A equipe entrara na casa pela porta dos fundos que ficava na cozinha: uma bagunça, panelas sujas e amontoadas em cima da pia, o lixo não devia ser retirado á semanas, o cheiro de chorume era nauseante. Marco prendeu a respiração. A cozinha se abria para um corredor, os homens passaram por ele com passos rápidos e leves.
-Ele está no andar de cima! – disse Caio pelo rádio.
O tenente Carlos fez sinal para que todos apressassem os passos, chegando á sala, bem arrumada por sinal, com vários quadros de Jesus crucificado, ressuscitando, na última ceia, etc... muitos castiçais dourados e cortinas vermelhas fechadas que impunham uma luz vermelha e macabra á sala, os soldados subiram as escadas.
O andar de cima dava no meio de um corredor que se dividia para a direita e para a esquerda, Carlos parou por um segundo, apontou para Marco e mais dois e fez sinal para que pegassem á esquerda, ele e mais dois homens pegaram o caminho da direita.
Carlos e sua equipe iam em direção á porta aberta que ficava no fim do corredor. Passos rápidos, com a ponta dos pés no carpete fofo, quase não faziam barulho. O cachorro começou á latir.
- Cala a boca cachorro – pensou Carlos. O cachorro agora latia mais desesperado, o Inquisidor estava lá, Carlos tinha certeza, destravou a arma, aproximou dos olhos e preparou a mira. Entrou com uma grande passada, se pondo de joelhos para que seus companheiros tivessem visão. Nada! Apenas o cachorro que parou de latir e começou a chorar quando viu os policiais. Enquanto isso, Marco ia de encontro ao Inquisidor.
- Parado aí, não se mexe desgraçado! – ordenou Marco quando chutou a porta e entrou rapidamente, seus companheiros logo atrás.
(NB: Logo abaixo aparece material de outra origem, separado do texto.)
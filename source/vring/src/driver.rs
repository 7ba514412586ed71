//! The driver (host) end of a vring.
//!
//! Firmware never needs this. It exists so that the host's half of the
//! protocol can be played by a simulator or a test, against exactly the same
//! memory layout and ordering rules as the device end.

use core::{fmt, ptr::NonNull};

use portable_atomic::Ordering;

use crate::{
    desc::{AvailFlags, DescFlags, Descriptor, UsedElem, UsedFlags},
    errors::{ConfigError, RingError},
    layout::Layout,
    raw::RawRing,
};

/// The driver end of a vring.
///
/// The driver owns the descriptor table and the available ring. It fills in
/// descriptors, offers them by index, and reaps them again once the device
/// has placed them on the used ring.
pub struct DriverRing {
    raw: RawRing,
    next_avail: u16,
    last_used: u16,
}

impl DriverRing {
    /// Set up a fresh vring at `base`, zeroing all of its memory.
    ///
    /// # Safety
    ///
    /// `base` must point to at least [`Layout::size`] writable bytes which
    /// stay valid for the life of the returned `DriverRing`, and the device
    /// end must not be running yet.
    pub unsafe fn new(base: NonNull<u8>, layout: Layout) -> Result<Self, ConfigError> {
        let raw = RawRing::new(base, layout)?;
        core::ptr::write_bytes(base.as_ptr(), 0, layout.size());
        Ok(Self {
            raw,
            next_avail: 0,
            last_used: 0,
        })
    }

    /// Take over the driver end of an existing vring at `base`, continuing
    /// from the indices currently published in it.
    ///
    /// # Safety
    ///
    /// As for [`DriverRing::new`], except that the device end may already be
    /// running. There must be no other driver end for this vring.
    pub unsafe fn attach(base: NonNull<u8>, layout: Layout) -> Result<Self, ConfigError> {
        let raw = RawRing::new(base, layout)?;
        let next_avail = raw.avail_idx().load(Ordering::Acquire);
        let last_used = raw.used_idx().load(Ordering::Acquire);
        Ok(Self {
            raw,
            next_avail,
            last_used,
        })
    }

    /// Fill in descriptor `id`.
    ///
    /// # Panics
    ///
    /// If `id` is not less than the ring's descriptor count.
    pub fn set_descriptor(&mut self, id: u16, addr: u64, len: u32, flags: DescFlags) {
        assert!(
            id < self.raw.layout().num(),
            "descriptor {id} out of range for a ring of {}",
            self.raw.layout().num()
        );
        self.raw.write_desc(id, Descriptor::new(addr, len, flags));
    }

    #[must_use]
    pub fn descriptor(&self, id: u16) -> Option<Descriptor> {
        (id < self.raw.layout().num()).then(|| self.raw.read_desc(id))
    }

    /// Make descriptor `id` available to the device.
    ///
    /// # Returns
    ///
    /// - [`Ok`]`(())` if the descriptor was published on the available ring.
    /// - [`Err`]`(`[`RingError::BadDescriptor`]`)` if `id` is out of range.
    /// - [`Err`]`(`[`RingError::Full`]`)` if as many buffers as the ring has
    ///   slots are already outstanding.
    pub fn offer(&mut self, id: u16) -> Result<(), RingError> {
        let slot = self.raw.slot(self.next_avail);
        if id >= self.raw.layout().num() {
            return Err(RingError::BadDescriptor { slot, id });
        }
        if self.outstanding() >= self.raw.layout().num() {
            return Err(RingError::Full);
        }

        self.raw.write_avail_slot(slot, id);
        self.next_avail = self.next_avail.wrapping_add(1);
        self.raw.avail_idx().store(self.next_avail, Ordering::Release);
        tracing::trace!(slot, desc = id, avail_idx = self.next_avail, "avail ring: offered");
        Ok(())
    }

    /// Fill in descriptor `id` and make it available to the device.
    pub fn add_buffer(
        &mut self,
        id: u16,
        addr: u64,
        len: u32,
        flags: DescFlags,
    ) -> Result<(), RingError> {
        if id >= self.raw.layout().num() {
            let slot = self.raw.slot(self.next_avail);
            return Err(RingError::BadDescriptor { slot, id });
        }
        self.set_descriptor(id, addr, len, flags);
        self.offer(id)
    }

    /// Reap the next buffer the device has returned.
    ///
    /// # Returns
    ///
    /// - [`Ok`]`(`[`Some`]`(`[`UsedElem`]`))` with the descriptor index and
    ///   used length, if the device has returned a buffer.
    /// - [`Ok`]`(`[`None`]`)` if nothing new was returned.
    /// - [`Err`]`(`[`RingError::BadDescriptor`]`)` if the device returned an
    ///   index that is out of range.
    pub fn take_used(&mut self) -> Result<Option<UsedElem>, RingError> {
        let published = self.raw.used_idx().load(Ordering::Acquire);
        if published == self.last_used {
            return Ok(None);
        }

        let slot = self.raw.slot(self.last_used);
        let elem = self.raw.read_used_slot(slot);
        if elem.id >= self.raw.layout().num() as u32 {
            return Err(RingError::BadDescriptor {
                slot,
                id: elem.id as u16,
            });
        }

        self.last_used = self.last_used.wrapping_add(1);
        tracing::trace!(slot, desc = elem.id, len = elem.len, "used ring: reaped");
        Ok(Some(elem))
    }

    /// Ask the device not to interrupt when it returns buffers.
    pub fn set_interrupt_suppressed(&mut self, suppressed: bool) {
        let flags = AvailFlags::new().with(AvailFlags::NO_INTERRUPT, suppressed);
        self.raw.avail_flags().store(flags.bits(), Ordering::Release);
    }

    /// Returns `true` if the device asked not to be notified of new buffers.
    #[must_use]
    pub fn notify_suppressed(&self) -> bool {
        UsedFlags::from_bits(self.raw.used_flags().load(Ordering::Acquire))
            .get(UsedFlags::NO_NOTIFY)
    }

    /// Number of buffers offered and not yet reaped.
    #[must_use]
    pub fn outstanding(&self) -> u16 {
        self.next_avail.wrapping_sub(self.last_used)
    }

    /// The next available index this end will publish.
    #[inline]
    #[must_use]
    pub fn avail_idx(&self) -> u16 {
        self.next_avail
    }

    /// How far this end has reaped the used ring.
    #[inline]
    #[must_use]
    pub fn used_idx(&self) -> u16 {
        self.last_used
    }

    #[inline]
    #[must_use]
    pub fn layout(&self) -> &Layout {
        self.raw.layout()
    }
}

impl fmt::Debug for DriverRing {
    fn fmt(&self, f: &mut fmt::Formatter<'_>) -> fmt::Result {
        f.debug_struct("DriverRing")
            .field("layout", self.raw.layout())
            .field("next_avail", &self.next_avail)
            .field("last_used", &self.last_used)
            .finish()
    }
}

// Safety: see `Vring`.
unsafe impl Send for DriverRing {}

#[cfg(test)]
mod tests {
    use super::*;
    use crate::test_util::Carveout;

    #[test]
    fn full_ring_refuses_offers() {
        let mem = Carveout::new(4, 0x1000);
        let mut host = mem.driver();
        for id in 0..4 {
            host.add_buffer(id, 0x1000 * id as u64, 0x100, DescFlags::new())
                .unwrap();
        }
        assert_eq!(host.outstanding(), 4);
        assert_eq!(host.offer(0), Err(RingError::Full));
        assert_eq!(mem.avail_idx(), 4);
    }

    #[test]
    fn out_of_range_descriptor() {
        let mem = Carveout::new(4, 0x1000);
        let mut host = mem.driver();
        assert_eq!(
            host.add_buffer(4, 0, 1, DescFlags::new()),
            Err(RingError::BadDescriptor { slot: 0, id: 4 })
        );
        assert_eq!(host.descriptor(4), None);
    }

    #[test]
    fn reaps_in_order() {
        let mem = Carveout::new(4, 0x1000);
        let mut host = mem.driver();
        let mut ring = mem.vring();

        host.add_buffer(1, 0x100, 16, DescFlags::new()).unwrap();
        host.add_buffer(3, 0x300, 16, DescFlags::new()).unwrap();
        assert_eq!(host.take_used(), Ok(None));

        let first = ring.get_buffer().unwrap().unwrap();
        let second = ring.get_buffer().unwrap().unwrap();
        ring.release(second, 2).unwrap();
        ring.release(first, 1).unwrap();

        assert_eq!(host.take_used(), Ok(Some(UsedElem { id: 3, len: 2 })));
        assert_eq!(host.take_used(), Ok(Some(UsedElem { id: 1, len: 1 })));
        assert_eq!(host.take_used(), Ok(None));
        assert_eq!(host.outstanding(), 0);
    }

    #[test]
    fn new_zeroes_the_ring() {
        let mem = Carveout::new(4, 0x1000);
        mem.set_avail_idx(7);
        mem.set_used_idx(3);

        let host = unsafe { DriverRing::new(mem.base(), *mem.layout()) }.unwrap();
        assert_eq!(mem.avail_idx(), 0);
        assert_eq!(mem.used_idx(), 0);
        assert_eq!(host.avail_idx(), 0);
        assert_eq!(host.descriptor(0), Some(Descriptor::new(0, 0, DescFlags::new())));
    }
}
O inquisidor olhou calmamente para eles.
Os olhos arregalados de Marco queriam se fechar tamanha a atrocidade que via: sangue nas paredes, no chão e até no teto, pedaços de carne em cima da cama, junto ao corpo do que parecia ter sido um homem, faziam o vermelho sangue se confundir com o vermelho do lençol, e atrás da cama estava o Inquisidor, ajoelhado, olhando para os policiais e sorrindo, estava imundo de sangue. Ele se virou para o chão e levantou uma faca serrilhada acima da cabeça...
- Parado aí! Solta a faca! – gritou um dos policias atrás de Marco.
O Inquisidor começou á rezar, não podia ouvir os policiais.
- Eu te mandei soltar a faca!
Para o soldado Wellington ficou tudo turvo, ele nunca vira miolos estourando na sua frente. Marco disparara. Há muito tempo ele havia aprendido que o mais importante era a vida da vítima, ele não ia esperar a faca descer no que provavelmente era a velhinha ou....
- Meu Deus – disse o soldado Wellington.
- Mandem os médicos entrarem agora! – gritou Marco pelo rádio.